A la orilla del mar se piensa siempre; el continuo ir y venir de olas; la perenne visión del horizonte; los barcos que cruzan el mar a lo lejos sin que nadie sepa su origen o rumbo; las neblinas matinales durante las cuales los buques perdidos pitean clamorosamente, como buscándose unos a otros en la bruma, cual ánimas desconsoladas en un mundo de sombras; las paracas, aquellos vientos que arrojan a la orilla a los frágiles botes y levantan columnas de polvo monstruosas y livianas; el ruido cotidiano del mar, de tan extraños tonos, cambiantes como las horas; y a veces, en la apacible serenidad marina, el surgir de rugidores animales extraños, tritones pujantes, hinchados, de pequeños ojos y viscosa color, cuyos cuerpos chasquean las aguas al cubrirlos desordenadamente. (p. 397)

No estamos ante una descripción fidedigna, sino ante la interiorización de un espacio en el que los elementos seleccionados adquieren una dinámica ambigua y misteriosa: es el ritmo de las olas que tiene su correlato en la cadencia de las frases que configuran el texto; pero son, también, los colores cambiantes del entorno, la bruma, los vientos y los animales fabulosos. Es elocuente que el narrador se refiera a las naves extraviadas como almas desconsoladas, anticipando el encuentro y la consistencia de la Señora Blanca; todo está así preparado en el relato para recibir la visita de esa “extrañeza” que anunciaban las primeras palabras del cuento.

El final del primer capítulo introduce un giro hacia el núcleo íntimo del protagonista y sus ritos cotidianos marcados por la unión familiar, la escuela y los largos paseos por las playas solitarias con la sensibilidad a flor de piel. Es interesante observar que ese niño se autopresenta como un recolector que se apropia de lo que el mar entrega. El círculo de la primera sección se cierra, pues, con la presencia del mar descrito como una entidad inmensa que alcanza el otro mundo y que ahora adquiere un rol benefactor. Es el mar ofreciendo un don que será fundamental en el desenlace del relato.
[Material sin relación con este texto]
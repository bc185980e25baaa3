//! Syntax tree produced by [`super::parser`], consumed by [`super::solver`].
//!
//! This is purely syntactic: it carries no notion of whether a segment is
//! legal at its position (e.g. `::` following a path) — that is the
//! solver's job.

#[derive(Debug, Clone, PartialEq, Eq)]
pub enum Root {
    /// `%here`
    Here,
    /// `$Self`
    SelfType,
    /// `$Ident` — a type-parameter reference.
    Param(String),
    /// A plain identifier: `self`, a dep-name, or a parcel self-name.
    Ident(String),
}

#[derive(Debug, Clone, PartialEq, Eq)]
pub enum Segment {
    /// `/ident`
    Subdir(String),
    /// `:ident`
    EnterParcel(String),
    /// `::ident`
    Member(String),
    /// `[arg, arg, ...]`
    Args(Vec<ParsedSpecifier>),
}

#[derive(Debug, Clone, PartialEq, Eq)]
pub struct CallSuffix {
    pub params: Vec<ParsedSpecifier>,
    pub ret: Box<ParsedSpecifier>,
}

#[derive(Debug, Clone, PartialEq, Eq)]
pub struct ParsedSpecifier {
    pub root: Root,
    pub segments: Vec<Segment>,
    pub call_suffix: Option<CallSuffix>,
}
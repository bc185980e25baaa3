//! Parcel metadata and the runtime [`Parcel`] binding (spec.md §3).

use std::sync::atomic::{AtomicU64, Ordering};
use std::sync::Arc;

use super::module::ModuleInfo;
use crate::area::AreaResource;
use crate::redirects::RedirectSet;

pub type ParcelId = u64;

static NEXT_PARCEL_ID: AtomicU64 = AtomicU64::new(1);

/// Allocates the next parcel ID from the process-wide monotonic counter
/// (spec.md §5).
pub fn next_parcel_id() -> ParcelId {
    NEXT_PARCEL_ID.fetch_add(1, Ordering::Relaxed)
}

/// Immutable per-parcel record, independent of any domain binding: the
/// ordered set of declared dep-names (the reserved self-name `"self"` is
/// not itself stored — a specifier's `self` root is resolved relative to
/// the compiling parcel's own path by the term-stack interpreter's
/// environment, not by a table lookup here).
#[derive(Debug, Clone, Default)]
pub struct ParcelMeta {
    pub dep_names: Vec<String>,
}

impl ParcelMeta {
    pub fn new(dep_names: Vec<String>) -> Self {
        Self { dep_names }
    }

    pub fn declares(&self, dep_name: &str) -> bool {
        dep_name == "self" || self.dep_names.iter().any(|d| d == dep_name)
    }
}

/// The runtime binding of a parcel: its path, its process-wide ID, the
/// compiled module, and the [`RedirectSet`] computed for it at bind time
/// (spec.md §3, §5 — parcel-level redirects are immutable for the
/// duration of a load session once bound).
#[derive(Debug, Clone)]
pub struct Parcel {
    pub path: String,
    pub id: ParcelId,
    pub meta: ParcelMeta,
    pub module: Arc<ModuleInfo>,
    pub redirects: RedirectSet,
}

impl Parcel {
    pub fn new(path: impl Into<String>, meta: ParcelMeta, module: Arc<ModuleInfo>, redirects: RedirectSet) -> Self {
        Self {
            path: path.into(),
            id: next_parcel_id(),
            meta,
            module,
            redirects,
        }
    }
}

impl AreaResource for Parcel {
    fn area_name(&self) -> String {
        self.path.clone()
    }
}
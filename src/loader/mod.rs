//! Loading and resolution: the parcel-definition builder, the load
//! manager, and protocol conformance (spec.md §4.3–§4.5).

pub mod builder;
pub mod conformance;
pub mod manager;

pub use builder::{ParcelDefBuilder, TypeHandle};
pub use conformance::conforms;
pub use manager::LoadManager;
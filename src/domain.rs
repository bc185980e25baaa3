//! The domain loader (spec.md §4.7): globally shared, thread-safe. Holds
//! Redirects, parcel bindings, the commits area, and the load manager.
//! Grounded on `examples/original_source/Yama/yama++/Domain.h` and
//! `bsharp_analysis::framework::session::ArtifactStore`'s `RwLock`-guarded
//! store pattern: `access_lock` (reader-writer) protects `commits`, while
//! `update_lock` (exclusive) serializes load sessions and protects
//! bindings/redirects/the load manager's internal state.

use std::collections::HashMap;
use std::sync::{Arc, Mutex, RwLock};

use crate::area::Area;
use crate::builtin;
use crate::errors::{Result, YamaError};
use crate::loader::LoadManager;
use crate::model::{ModuleInfo, Parcel, ParcelMeta};
use crate::redirects::Redirects;
use crate::runtime::TypeObject;
use crate::specifier::solve_path;

struct DomainState {
    bindings: HashMap<String, Arc<Parcel>>,
    redirects: Redirects,
    manager: LoadManager,
}

/// The domain-wide loader. Cheap to share: wrap in `Arc` and hand clones
/// to per-context [`crate::context::ContextLoader`]s.
pub struct DomainLoader {
    commits: RwLock<Area<TypeObject>>,
    state: Mutex<DomainState>,
}

impl Default for DomainLoader {
    fn default() -> Self {
        Self::new()
    }
}

impl DomainLoader {
    /// Installs the builtin `yama` parcel (spec.md §6) before any user
    /// parcel can bind, bypassing [`Self::bind_parcel_def`]'s rejection of
    /// `"yama"` — this is the one sanctioned internal bootstrap.
    pub fn new() -> Self {
        let mut bindings = HashMap::new();
        bindings.insert(
            builtin::BUILTIN_PATH.to_string(),
            builtin::builtin_parcel().expect("builtin parcel definition is well-formed"),
        );
        Self {
            commits: RwLock::new(Area::new()),
            state: Mutex::new(DomainState {
                bindings,
                redirects: Redirects::new(),
                manager: LoadManager::new(),
            }),
        }
    }

    /// Binds `module` at `path`. Fails on an illegal path, on `"yama"`
    /// (reserved for the builtin parcel), or if `path` is already bound
    /// (spec.md §6 `bindParcelDef`).
    pub fn bind_parcel_def(&self, path: &str, module: ModuleInfo, meta: ParcelMeta) -> Result<()> {
        solve_path(path)?;
        if path == builtin::BUILTIN_PATH {
            return Err(YamaError::PathBindError(path.to_string(), "`yama` is reserved for the builtin parcel".to_string()));
        }
        let mut state = self.state.lock().expect("domain state lock poisoned");
        if state.bindings.contains_key(path) {
            return Err(YamaError::NameConflict(path.to_string(), "domain".to_string()));
        }
        let redirects = state.redirects.compute(path);
        let parcel = Arc::new(Parcel::new(path, meta, Arc::new(module), redirects));
        log::info!("binding parcel at `{path}`");
        state.bindings.insert(path.to_string(), parcel);
        Ok(())
    }

    /// Adds a redirect rule. Only affects parcels bound after this call —
    /// a parcel's `RedirectSet` is a snapshot taken at bind time (spec.md
    /// §5: "Parcel-level Redirects, once a parcel is bound, are treated
    /// as immutable for the duration of a load session").
    pub fn add_redirect(&self, subject: &str, before: &str, after: &str) -> Result<()> {
        solve_path(subject)?;
        solve_path(before)?;
        solve_path(after)?;
        let mut state = self.state.lock().expect("domain state lock poisoned");
        state.redirects.add(subject, before, after);
        Ok(())
    }

    /// Clears all bindings (re-installing the builtin parcel), all
    /// redirects, and all committed types.
    pub fn reset(&self) {
        let mut state = self.state.lock().expect("domain state lock poisoned");
        let mut bindings = HashMap::new();
        bindings.insert(builtin::BUILTIN_PATH.to_string(), builtin::builtin_parcel().expect("builtin parcel definition is well-formed"));
        state.bindings = bindings;
        state.redirects = Redirects::new();
        drop(state);
        self.commits.write().expect("commits lock poisoned").discard();
        log::info!("domain reset");
    }

    pub fn fetch_parcel(&self, path: &str) -> Option<Arc<Parcel>> {
        self.state.lock().expect("domain state lock poisoned").bindings.get(path).cloned()
    }

    pub fn fetch_type(&self, fullname: &str) -> Option<Arc<TypeObject>> {
        self.commits.read().expect("commits lock poisoned").fetch(fullname)
    }

    /// Imports a bound parcel by path. Touches neither staging nor
    /// commits: a path import produces no type data (spec.md §4.3).
    pub fn import(&self, path: &str) -> Option<Arc<Parcel>> {
        let state = self.state.lock().expect("domain state lock poisoned");
        state.manager.import(&state.bindings, path)
    }

    /// Loads a type fullname, running a full load session under
    /// `update_lock`, then publishing newly staged types into `commits`
    /// under `access_lock` (write).
    ///
    /// A staged type already present in `commits` (a type with the same
    /// fullname committed by an earlier `load`) is skipped rather than
    /// treated as a collision: `gen_type_data`'s short-circuit only
    /// dedupes within one session's own staging, so a later, independent
    /// session legitimately re-derives a fresh (but [`PartialEq`]-equal,
    /// since [`TypeObject`] equality is by fullname) `TypeObject` for the
    /// same fullname — this is what makes `load` idempotent across calls.
    pub fn load(&self, fullname: &str) -> Option<Arc<TypeObject>> {
        let result = {
            let state = self.state.lock().expect("domain state lock poisoned");
            state.manager.load(&state.bindings, fullname)
        };
        let (resolved, staging) = result?;
        let mut commits = self.commits.write().expect("commits lock poisoned");
        for t in staging.iter() {
            if !commits.exists(&t.fullname()) {
                commits.push(t.clone());
            }
        }
        log::info!("committed load of `{fullname}`");
        Some(resolved)
    }
}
El segundo capítulo continúa la exploración del círculo íntimo del narrador en la que destaca la presencia sombría de la madre y su lacónica premonición que establece una nueva conexión con el surgimiento de la Señora Blanca. El relato introduce así un juego de espejos entre madres e hijos: el perfil protector de la madre del protagonista y la conducta enajenada de la otra madre que ha perdido a su hijo. Esa es la función del tercer capítulo que ofrece ciertos datos fundamentales para la intriga y que fusiona, además, a ambas parejas de personajes. El niño despierta y escucha en el semisueño una conversación entrecortada de sus padres. Así obtenemos astillas de una historia oculta: la muerte de Kerr, el prendimiento de Fernando y la delación de Julia, su esposa, amenazada con la pérdida del hijo que le será arrebatado.
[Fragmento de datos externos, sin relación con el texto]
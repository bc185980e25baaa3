//! Compiler↔loader glue (spec.md §4.9, contract only): a minimal
//! declaration-syntax compiler that turns parcel source text into a
//! [`ModuleInfo`] through the same [`ParcelDefBuilder`] the loader's
//! builder-level API already uses. It never resolves a specifier itself —
//! every type reference is interned as a constant-table `RefSym` and left
//! for the load manager's early/late resolution pipeline, exactly as a
//! hand-built [`ParcelDefBuilder`] module would. This mirrors the
//! specification's own framing: the compiler "consumes the loader via two
//! operations only" (import by path, resolve by the same load path used
//! at runtime) — resolution is the loader's job, not the parser's.
//!
//! Declaration syntax (informal):
//! ```text
//! import self/util;
//!
//! struct Box[T: yama:Any] {
//!     fn get() -> $T;
//! }
//!
//! protocol Countable {
//!     fn count() -> yama:Int;
//! }
//!
//! fn make_box(x: yama:Int) -> self:Box[yama:Int];
//! ```

use nom::branch::alt;
use nom::bytes::complete::{tag, take_while1};
use nom::character::complete::{alpha1, alphanumeric1, char as nom_char, multispace0, multispace1};
use nom::combinator::{all_consuming, map, recognize};
use nom::multi::{many0, separated_list0};
use nom::sequence::{delimited, pair, preceded, separated_pair, terminated, tuple};
use nom::IResult;

use crate::errors::{Result, YamaError};
use crate::loader::builder::ParcelDefBuilder;
use crate::model::ModuleInfo;

type Param = (String, String);

enum Item {
    Import(String),
    Struct(TypeDecl),
    Protocol(TypeDecl),
    Fn(String, Vec<Param>, String),
}

struct TypeDecl {
    name: String,
    type_params: Vec<Param>,
    methods: Vec<(String, Vec<Param>, String)>,
}

fn identifier(input: &str) -> IResult<&str, &str> {
    recognize(pair(
        alt((alpha1, recognize(nom_char('_')))),
        many0(alt((alphanumeric1, recognize(nom_char('_'))))),
    ))(input)
}

/// A raw specifier token: scanned by bracket depth rather than by the
/// specifier grammar itself (that full grammar lives in
/// [`crate::specifier`] and is applied later, when the builder interns
/// this text). Stops at the first top-level delimiter or whitespace.
fn typeref(input: &str) -> IResult<&str, &str> {
    let mut depth: i32 = 0;
    let mut end = 0usize;
    for (i, c) in input.char_indices() {
        match c {
            '[' => depth += 1,
            ']' => depth -= 1,
            ',' | ')' | ';' | '{' | '}' if depth <= 0 => break,
            c if c.is_whitespace() && depth <= 0 => break,
            _ => {}
        }
        end = i + c.len_utf8();
    }
    if end == 0 {
        return Err(nom::Err::Error(nom::error::Error::new(input, nom::error::ErrorKind::TakeWhile1)));
    }
    Ok((&input[end..], &input[..end]))
}

fn ws0(input: &str) -> IResult<&str, &str> {
    multispace0(input)
}

fn import_path(input: &str) -> IResult<&str, &str> {
    take_while1(|c: char| c.is_ascii_alphanumeric() || "_/.".contains(c))(input)
}

fn param(input: &str) -> IResult<&str, Param> {
    map(
        separated_pair(identifier, tuple((ws0, nom_char(':'), ws0)), typeref),
        |(name, ty)| (name.to_string(), ty.to_string()),
    )(input)
}

fn param_list(input: &str) -> IResult<&str, Vec<Param>> {
    delimited(
        pair(nom_char('('), ws0),
        separated_list0(delimited(ws0, nom_char(','), ws0), param),
        pair(ws0, nom_char(')')),
    )(input)
}

fn type_params(input: &str) -> IResult<&str, Vec<Param>> {
    delimited(
        pair(nom_char('['), ws0),
        separated_list0(delimited(ws0, nom_char(','), ws0), param),
        pair(ws0, nom_char(']')),
    )(input)
}

fn ret_arrow(input: &str) -> IResult<&str, &str> {
    preceded(tuple((ws0, tag("->"), ws0)), typeref)(input)
}

fn method_decl(input: &str) -> IResult<&str, (String, Vec<Param>, String)> {
    map(
        tuple((
            preceded(tuple((ws0, tag("fn"), multispace1)), identifier),
            preceded(ws0, param_list),
            terminated(ret_arrow, pair(ws0, nom_char(';'))),
        )),
        |(name, params, ret)| (name.to_string(), params, ret.to_string()),
    )(input)
}

fn type_decl_body(input: &str) -> IResult<&str, (Vec<Param>, Vec<(String, Vec<Param>, String)>)> {
    let (input, tps) = map(nom::combinator::opt(preceded(ws0, type_params)), |o| o.unwrap_or_default())(input)?;
    let (input, methods) = delimited(
        tuple((ws0, nom_char('{'))),
        many0(method_decl),
        tuple((ws0, nom_char('}'))),
    )(input)?;
    Ok((input, (tps, methods)))
}

fn struct_item(input: &str) -> IResult<&str, Item> {
    map(
        pair(
            preceded(tuple((ws0, tag("struct"), multispace1)), identifier),
            type_decl_body,
        ),
        |(name, (type_params, methods))| {
            Item::Struct(TypeDecl {
                name: name.to_string(),
                type_params,
                methods,
            })
        },
    )(input)
}

fn protocol_item(input: &str) -> IResult<&str, Item> {
    map(
        pair(
            preceded(tuple((ws0, tag("protocol"), multispace1)), identifier),
            type_decl_body,
        ),
        |(name, (type_params, methods))| {
            Item::Protocol(TypeDecl {
                name: name.to_string(),
                type_params,
                methods,
            })
        },
    )(input)
}

fn fn_item(input: &str) -> IResult<&str, Item> {
    map(
        tuple((
            preceded(tuple((ws0, tag("fn"), multispace1)), identifier),
            preceded(ws0, param_list),
            terminated(ret_arrow, pair(ws0, nom_char(';'))),
        )),
        |(name, params, ret)| Item::Fn(name.to_string(), params, ret.to_string()),
    )(input)
}

fn import_item(input: &str) -> IResult<&str, Item> {
    map(
        delimited(
            tuple((ws0, tag("import"), multispace1)),
            import_path,
            pair(ws0, nom_char(';')),
        ),
        |path: &str| Item::Import(path.to_string()),
    )(input)
}

fn item(input: &str) -> IResult<&str, Item> {
    alt((import_item, struct_item, protocol_item, fn_item))(input)
}

fn source(input: &str) -> IResult<&str, Vec<Item>> {
    map(pair(many0(item), ws0), |(items, _)| items)(input)
}

fn parse_source(text: &str) -> std::result::Result<Vec<Item>, String> {
    all_consuming(source)(text).map(|(_, items)| items).map_err(|e| format!("{e}"))
}

/// Result of compiling a parcel's source files: the module to bind, plus
/// the import paths the source files named (for the caller to follow —
/// the compiler does not itself drive imports).
pub struct CompiledParcel {
    pub module: ModuleInfo,
    pub imports: Vec<String>,
}

pub struct Compiler;

impl Compiler {
    pub fn new() -> Self {
        Self
    }

    /// Compiles every source file into one [`ModuleInfo`]: declarations
    /// across files are folded into a single builder, since a parcel's
    /// module is one namespace regardless of how its source is split
    /// (spec.md §4.9 "compilation is recursive").
    pub fn compile_parcel(&self, sources: &[(String, String)]) -> Result<CompiledParcel> {
        let mut builder = ParcelDefBuilder::new();
        let mut imports = Vec::new();

        for (path, text) in sources {
            let items = parse_source(text)
                .map_err(|e| YamaError::internal(format!("declaration syntax error in `{path}`: {e}")))?;
            for it in items {
                match it {
                    Item::Import(p) => imports.push(p),
                    Item::Struct(decl) => self.emit_type_decl(&mut builder, decl, false)?,
                    Item::Protocol(decl) => self.emit_type_decl(&mut builder, decl, true)?,
                    Item::Fn(name, params, ret) => {
                        let h = builder.add_fn(&name, &ret)?;
                        for (pname, pty) in params {
                            builder.add_param(h, &pname, &pty)?;
                        }
                    }
                }
            }
        }

        log::info!("compiled {} source file(s) into a module", sources.len());
        Ok(CompiledParcel {
            module: builder.finish()?,
            imports,
        })
    }

    fn emit_type_decl(&self, builder: &mut ParcelDefBuilder, decl: TypeDecl, is_protocol: bool) -> Result<()> {
        let handle = if is_protocol {
            builder.add_protocol(&decl.name)?
        } else {
            builder.add_struct(&decl.name)?
        };
        for (name, constraint) in decl.type_params {
            builder.add_type_param(handle, &name, &constraint)?;
        }
        for (name, params, ret) in decl.methods {
            let m = if is_protocol {
                builder.add_method_req(handle, &name, &ret)?
            } else {
                builder.add_method(handle, &name, &ret)?
            };
            for (pname, pty) in params {
                builder.add_param(m, &pname, &pty)?;
            }
        }
        Ok(())
    }
}

impl Default for Compiler {
    fn default() -> Self {
        Self::new()
    }
}

#[cfg(test)]
mod tests {
    use super::*;

    #[test]
    fn compiles_struct_protocol_and_fn_with_imports() {
        let source = r#"
            import self/util;

            protocol Countable {
                fn count() -> yama:Int;
            }

            struct Box[T: yama:Any] {
                fn get() -> $T;
            }

            fn make_box(x: yama:Int) -> self:Box[yama:Int];
        "#;
        let compiler = Compiler::new();
        let result = compiler.compile_parcel(&[("main.yama".to_string(), source.to_string())]).unwrap();

        assert_eq!(result.imports, vec!["self/util".to_string()]);
        assert!(result.module.by_name("Countable").is_some());
        assert!(result.module.by_name("Countable::count").is_some());
        assert!(result.module.by_name("Box").is_some());
        assert!(result.module.by_name("Box::get").is_some());
        let f = result.module.by_name("make_box").unwrap();
        assert_eq!(f.params.len(), 1);
    }

    #[test]
    fn rejects_malformed_source() {
        let compiler = Compiler::new();
        let err = compiler.compile_parcel(&[("bad.yama".to_string(), "struct {".to_string())]);
        assert!(err.is_err());
    }
}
Con estos datos se cierra el primer ciclo del relato que ha tenido un carácter preparatorio. Todo en él refuerza la sensación de incertidumbre: los contornos vagos y extraños del paisaje, la actuación evasiva de los miembros de la familia, las palabras entrecortadas de una conversación. De la misma manera que el niño que recolecta los objetos y fragmentos que el mar arroja, el lector debe tomar estos signos dispersos para tratar de reconstruir un todo. El resultado es una forma insegura y la sensación de inminencia: algo debe ocurrir y ocurrirá, aunque su articulación nunca será clara ni certera.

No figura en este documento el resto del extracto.